======== Record excerpts

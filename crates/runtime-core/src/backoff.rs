//! Exponential backoff with jitter, shared by the retrying executor (§4.C)
//! and the failure state machine (§4.H) so the two can never drift apart.

use std::time::Duration;

/// `delay = min(max, base * 2^(attempt-1)) * (1 ± jitter)`, `attempt` is 1-based.
pub fn compute(attempt: u32, base_s: f64, max_s: f64, jitter: f64) -> Duration {
    let attempt = attempt.max(1);
    let exp = base_s * 2f64.powi((attempt - 1) as i32);
    let bounded = exp.min(max_s).max(0.0);
    let jitter = jitter.clamp(0.0, 1.0);
    let offset = if jitter > 0.0 {
        let sign: f64 = if fastrand::bool() { 1.0 } else { -1.0 };
        bounded * jitter * fastrand::f64() * sign
    } else {
        0.0
    };
    let delay_s = (bounded + offset).max(0.0);
    Duration::from_secs_f64(delay_s)
}

#[cfg(test)]
mod tests {
    use super::*;

    #[test]
    fn grows_exponentially_until_capped() {
        let d1 = compute(1, 1.0, 3600.0, 0.0);
        let d2 = compute(2, 1.0, 3600.0, 0.0);
        let d3 = compute(3, 1.0, 3600.0, 0.0);
        assert_eq!(d1.as_secs_f64(), 1.0);
        assert_eq!(d2.as_secs_f64(), 2.0);
        assert_eq!(d3.as_secs_f64(), 4.0);
    }

    #[test]
    fn never_exceeds_max() {
        let d = compute(20, 1.0, 30.0, 0.0);
        assert!(d.as_secs_f64() <= 30.0);
    }

    #[test]
    fn jitter_stays_within_bounds() {
        for attempt in 1..10 {
            let d = compute(attempt, 1.0, 3600.0, 0.5);
            let base = 1.0 * 2f64.powi((attempt - 1) as i32);
            let max_expected = base * 1.5;
            assert!(d.as_secs_f64() <= max_expected + f64::EPSILON);
        }
    }
}
//! Flat keyed configuration lookup (§4.A).
//!
//! Resolution order, first hit wins: per-flow-kind override, per-environment
//! global, process defaults.

use std::collections::HashMap;
use std::time::Duration;
use thiserror::Error;

/// Recognized config keys. Kept as `&'static str` constants rather than an
/// enum so operators can extend the flat namespace without touching this
/// crate, matching the "flat key/value interface" framing of §1.
pub mod keys {
    pub const MAX_CONCURRENT: &str = "max_concurrent";
    pub const BATCH_SIZE: &str = "batch_size";
    pub const POLL_INTERVAL_MS: &str = "poll_interval_ms";
    pub const LEASE_DURATION_S: &str = "lease_duration_s";
    pub const HEARTBEAT_INTERVAL_S: &str = "heartbeat_interval_s";
    pub const MAX_ATTEMPTS: &str = "max_attempts";
    pub const BACKOFF_BASE_S: &str = "backoff_base_s";
    pub const BACKOFF_MAX_S: &str = "backoff_max_s";
    pub const BACKOFF_JITTER: &str = "backoff_jitter";
    pub const POOL_SIZE: &str = "pool_size";
    pub const POOL_MAX_OVERFLOW: &str = "pool_max_overflow";
    pub const POOL_TIMEOUT_S: &str = "pool_timeout_s";
    pub const DB_RETRY_ATTEMPTS: &str = "db_retry_attempts";
    pub const DB_RETRY_MIN_WAIT_S: &str = "db_retry_min_wait_s";
    pub const DB_RETRY_MAX_WAIT_S: &str = "db_retry_max_wait_s";
    pub const DB_RETRY_JITTER: &str = "db_retry_jitter";
    pub const LOCAL_QUEUE_PATH: &str = "local_queue_path";
    pub const LOCAL_QUEUE_MAX_ENTRIES: &str = "local_queue_max_entries";
}

#[derive(Debug, Error)]
pub enum ConfigError {
    #[error("configuration missing required key `{0}`")]
    Missing(String),
    #[error("configuration key `{key}` has invalid value `{value}`")]
    Invalid { key: String, value: String },
}

/// Deployment environment, resolved from `RUNTIME_ENV` (default `development`).
#[derive(Debug, Clone, Copy, PartialEq, Eq)]
pub enum Environment {
    Development,
    Staging,
    Production,
}

impl Environment {
    pub fn from_env_var(value: &str) -> Self {
        match value.to_ascii_lowercase().as_str() {
            "staging" => Self::Staging,
            "production" | "prod" => Self::Production,
            _ => Self::Development,
        }
    }
}

/// Flat keyed lookup over string values.
pub trait ConfigProvider: Send + Sync {
    fn get(&self, key: &str) -> Option<String>;

    fn require(&self, key: &str) -> Result<String, ConfigError> {
        self.get(key).ok_or_else(|| ConfigError::Missing(key.to_string()))
    }

    fn get_u64(&self, key: &str, default: u64) -> Result<u64, ConfigError> {
        match self.get(key) {
            Some(v) => v.parse().map_err(|_| ConfigError::Invalid { key: key.to_string(), value: v }),
            None => Ok(default),
        }
    }

    fn get_f64(&self, key: &str, default: f64) -> Result<f64, ConfigError> {
        match self.get(key) {
            Some(v) => v.parse().map_err(|_| ConfigError::Invalid { key: key.to_string(), value: v }),
            None => Ok(default),
        }
    }

    fn get_duration_ms(&self, key: &str, default_ms: u64) -> Result<Duration, ConfigError> {
        Ok(Duration::from_millis(self.get_u64(key, default_ms)?))
    }

    fn get_duration_s(&self, key: &str, default_s: u64) -> Result<Duration, ConfigError> {
        Ok(Duration::from_secs(self.get_u64(key, default_s)?))
    }
}

/// Three-layer flat config: per-flow-kind override, per-environment global, process defaults.
#[derive(Debug, Clone)]
pub struct LayeredConfig {
    flow_overrides: HashMap<String, String>,
    environment: HashMap<String, String>,
    defaults: HashMap<String, String>,
}

impl LayeredConfig {
    pub fn new(environment_name: Environment, flow_kind: &str) -> Self {
        let mut defaults = HashMap::new();
        let max_concurrent_default = match environment_name {
            Environment::Development => "5",
            Environment::Staging => "8",
            Environment::Production => "15",
        };
        defaults.insert(keys::MAX_CONCURRENT.to_string(), max_concurrent_default.to_string());
        defaults.insert(keys::BATCH_SIZE.to_string(), "10".to_string());
        defaults.insert(keys::POLL_INTERVAL_MS.to_string(), "1000".to_string());
        defaults.insert(keys::LEASE_DURATION_S.to_string(), "300".to_string());
        defaults.insert(keys::HEARTBEAT_INTERVAL_S.to_string(), "100".to_string());
        defaults.insert(keys::MAX_ATTEMPTS.to_string(), "3".to_string());
        defaults.insert(keys::BACKOFF_BASE_S.to_string(), "1".to_string());
        defaults.insert(keys::BACKOFF_MAX_S.to_string(), "3600".to_string());
        defaults.insert(keys::BACKOFF_JITTER.to_string(), "0.2".to_string());
        defaults.insert(keys::POOL_SIZE.to_string(), "10".to_string());
        defaults.insert(keys::POOL_MAX_OVERFLOW.to_string(), "5".to_string());
        defaults.insert(keys::POOL_TIMEOUT_S.to_string(), "30".to_string());
        defaults.insert(keys::DB_RETRY_ATTEMPTS.to_string(), "5".to_string());
        defaults.insert(keys::DB_RETRY_MIN_WAIT_S.to_string(), "1".to_string());
        defaults.insert(keys::DB_RETRY_MAX_WAIT_S.to_string(), "30".to_string());
        defaults.insert(keys::DB_RETRY_JITTER.to_string(), "0.2".to_string());
        defaults.insert(keys::LOCAL_QUEUE_PATH.to_string(), format!("./{flow_kind}.local_queue.json"));
        defaults.insert(keys::LOCAL_QUEUE_MAX_ENTRIES.to_string(), "1000".to_string());

        Self {
            flow_overrides: HashMap::new(),
            environment: HashMap::new(),
            defaults,
        }
    }

    /// Seed the process-env layer from `std::env`, optionally loading a
    /// `.env.local` file first via `dotenvy`, matching the corpus's dev-time
    /// bootstrap convention. Keys are read with a `RUNTIME_` prefix and
    /// lower-cased, e.g. `RUNTIME_MAX_CONCURRENT` -> `max_concurrent`.
    pub fn seed_from_process_env(mut self, load_dotenv: bool) -> Self {
        if load_dotenv {
            let _ = dotenvy::dotenv();
        }
        for (name, value) in std::env::vars() {
            if let Some(key) = name.strip_prefix("RUNTIME_") {
                self.environment.insert(key.to_ascii_lowercase(), value);
            }
        }
        self
    }

    pub fn with_flow_override(mut self, key: impl Into<String>, value: impl Into<String>) -> Self {
        self.flow_overrides.insert(key.into(), value.into());
        self
    }

    pub fn with_environment_value(mut self, key: impl Into<String>, value: impl Into<String>) -> Self {
        self.environment.insert(key.into(), value.into());
        self
    }

    pub fn with_default(mut self, key: impl Into<String>, value: impl Into<String>) -> Self {
        self.defaults.insert(key.into(), value.into());
        self
    }
}

impl ConfigProvider for LayeredConfig {
    fn get(&self, key: &str) -> Option<String> {
        self.flow_overrides
            .get(key)
            .or_else(|| self.environment.get(key))
            .or_else(|| self.defaults.get(key))
            .cloned()
    }
}

#[cfg(test)]
mod tests {
    use super::*;

    #[test]
    fn first_hit_wins_in_override_order() {
        let cfg = LayeredConfig::new(Environment::Development, "test")
            .with_default(keys::MAX_ATTEMPTS, "3")
            .with_environment_value(keys::MAX_ATTEMPTS, "5")
            .with_flow_override(keys::MAX_ATTEMPTS, "7");
        assert_eq!(cfg.get(keys::MAX_ATTEMPTS), Some("7".to_string()));
    }

    #[test]
    fn falls_through_to_default_when_no_override() {
        let cfg = LayeredConfig::new(Environment::Production, "test");
        assert_eq!(cfg.get(keys::MAX_CONCURRENT), Some("15".to_string()));
    }

    #[test]
    fn missing_required_key_is_an_error() {
        let cfg = LayeredConfig::new(Environment::Development, "test");
        let err = cfg.require("totally_unknown_key").unwrap_err();
        assert!(matches!(err, ConfigError::Missing(_)));
    }
}
//! Postgres `HealthProbe` (§4.D): `SELECT 1` plus a migration-version lookup.

use async_trait::async_trait;
use runtime_core::health::{HealthCheckOptions, HealthProbe, HealthReport, DEFAULT_LATENCY_THRESHOLD_MS};
use sqlx::{PgPool, Row};
use std::time::Instant;

/// Reads `_sqlx_migrations`, treating its absence as "no migrations tracked"
/// rather than an error: plenty of deployments manage schema out of band.
pub struct PgHealthProbe {
    pool: PgPool,
    db_name: String,
    latency_threshold_ms: u64,
}

impl PgHealthProbe {
    pub fn new(pool: PgPool, db_name: impl Into<String>) -> Self {
        Self { pool, db_name: db_name.into(), latency_threshold_ms: DEFAULT_LATENCY_THRESHOLD_MS }
    }

    pub fn with_latency_threshold_ms(mut self, ms: u64) -> Self {
        self.latency_threshold_ms = ms;
        self
    }

    async fn migration_state(&self) -> (Option<String>, bool) {
        let applied: Result<Option<i64>, _> = sqlx::query("SELECT MAX(version) AS v FROM _sqlx_migrations")
            .fetch_one(&self.pool)
            .await
            .map(|row| row.get("v"));

        match applied {
            Ok(Some(version)) => (Some(version.to_string()), false),
            Ok(None) => (None, false),
            Err(_) => (None, false),
        }
    }
}

#[async_trait]
impl HealthProbe for PgHealthProbe {
    async fn check(&self, options: HealthCheckOptions) -> HealthReport {
        let start = Instant::now();
        let query_result = sqlx::query("SELECT 1").fetch_one(&self.pool).await;
        let latency_ms = start.elapsed().as_millis() as u64;

        let (connection_ok, query_ok, error) = match query_result {
            Ok(_) => (true, true, None),
            Err(e) => (false, false, Some(e.to_string())),
        };

        let (migration_version, migration_pending) = if options.include_migration_version && connection_ok {
            self.migration_state().await
        } else {
            (None, false)
        };

        HealthReport::classify(
            self.db_name.clone(),
            connection_ok,
            query_ok,
            latency_ms,
            migration_version,
            migration_pending,
            error,
            self.latency_threshold_ms,
        )
    }
}
//! Error taxonomy (§7) and the transient/permanent classification used by
//! the retrying executor (§4.C) and the failure state machine (§4.H).

use thiserror::Error;

/// Classification of an error for retry purposes (§4.C decision table).
#[derive(Debug, Clone, Copy, PartialEq, Eq)]
pub enum ErrorClass {
    /// Connection drop, lock timeout, serialization failure, pool-exhausted: retried.
    Transient,
    /// Constraint violation, parse/syntax error, authorization failure: never retried.
    Permanent,
    /// Anything unclassified: surfaced, not retried.
    Unknown,
}

/// Implemented by error types that know how to classify themselves for retry.
pub trait Categorizable {
    fn category(&self) -> ErrorClass;
}

/// The full error taxonomy from §7.
#[derive(Debug, Error)]
pub enum RuntimeError {
    /// Fatal at startup: a required config key has neither override nor default.
    #[error("configuration missing required key `{0}`")]
    ConfigurationMissing(String),

    /// Retried by the executor; becomes `TransientExhausted` if the retry budget is exceeded.
    #[error("transient database error: {0}")]
    TransientDatabase(String),

    /// Not retried; the triggering record transitions to `failed` and an alert is emitted.
    #[error("permanent database error: {0}")]
    PermanentDatabase(String),

    /// Retry budget exceeded; the triggering outcome is queued locally rather than lost.
    #[error("transient error exhausted after {attempts} attempts: {source}")]
    TransientExhausted { attempts: u32, source: String },

    /// Handler-classified retryable failure, feeds §4.H.
    #[error("handler reported a retryable failure: {0}")]
    HandlerRetryable(String),

    /// Handler-classified non-retryable failure, feeds §4.H.
    #[error("handler reported a non-retryable failure: {0}")]
    HandlerNonRetryable(String),

    /// The lease was lost mid-handler; the handler is cancelled, no outcome is recorded.
    #[error("lease lost for record {0}")]
    LeaseLost(String),

    /// The local operation queue is at capacity; new claims are refused until drained.
    #[error("local operation queue is full")]
    LocalQueueFull,

    /// Clean shutdown in progress.
    #[error("shutdown in progress")]
    Shutdown,
}

impl Categorizable for RuntimeError {
    fn category(&self) -> ErrorClass {
        match self {
            Self::TransientDatabase(_) | Self::TransientExhausted { .. } => ErrorClass::Transient,
            Self::PermanentDatabase(_) => ErrorClass::Permanent,
            Self::ConfigurationMissing(_)
            | Self::HandlerRetryable(_)
            | Self::HandlerNonRetryable(_)
            | Self::LeaseLost(_)
            | Self::LocalQueueFull
            | Self::Shutdown => ErrorClass::Unknown,
        }
    }
}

================

▶ _Task requirements_
Set down exactly the lines of the data above, beginning with the line that has "bootstrap convention. Keys" and ending with the line that has "for (name, value)", and no others.

▶ _Response area_
    /// bootstrap convention. Keys are read with a `RUNTIME_` prefix and
    /// lower-cased, e.g. `RUNTIME_MAX_CONCURRENT` -> `max_concurrent`.
    pub fn seed_from_process_env(mut self, load_dotenv: bool) -> Self {
        if load_dotenv {
            let _ = dotenvy::dotenv();
        }
        for (name, value) in std::env::vars() {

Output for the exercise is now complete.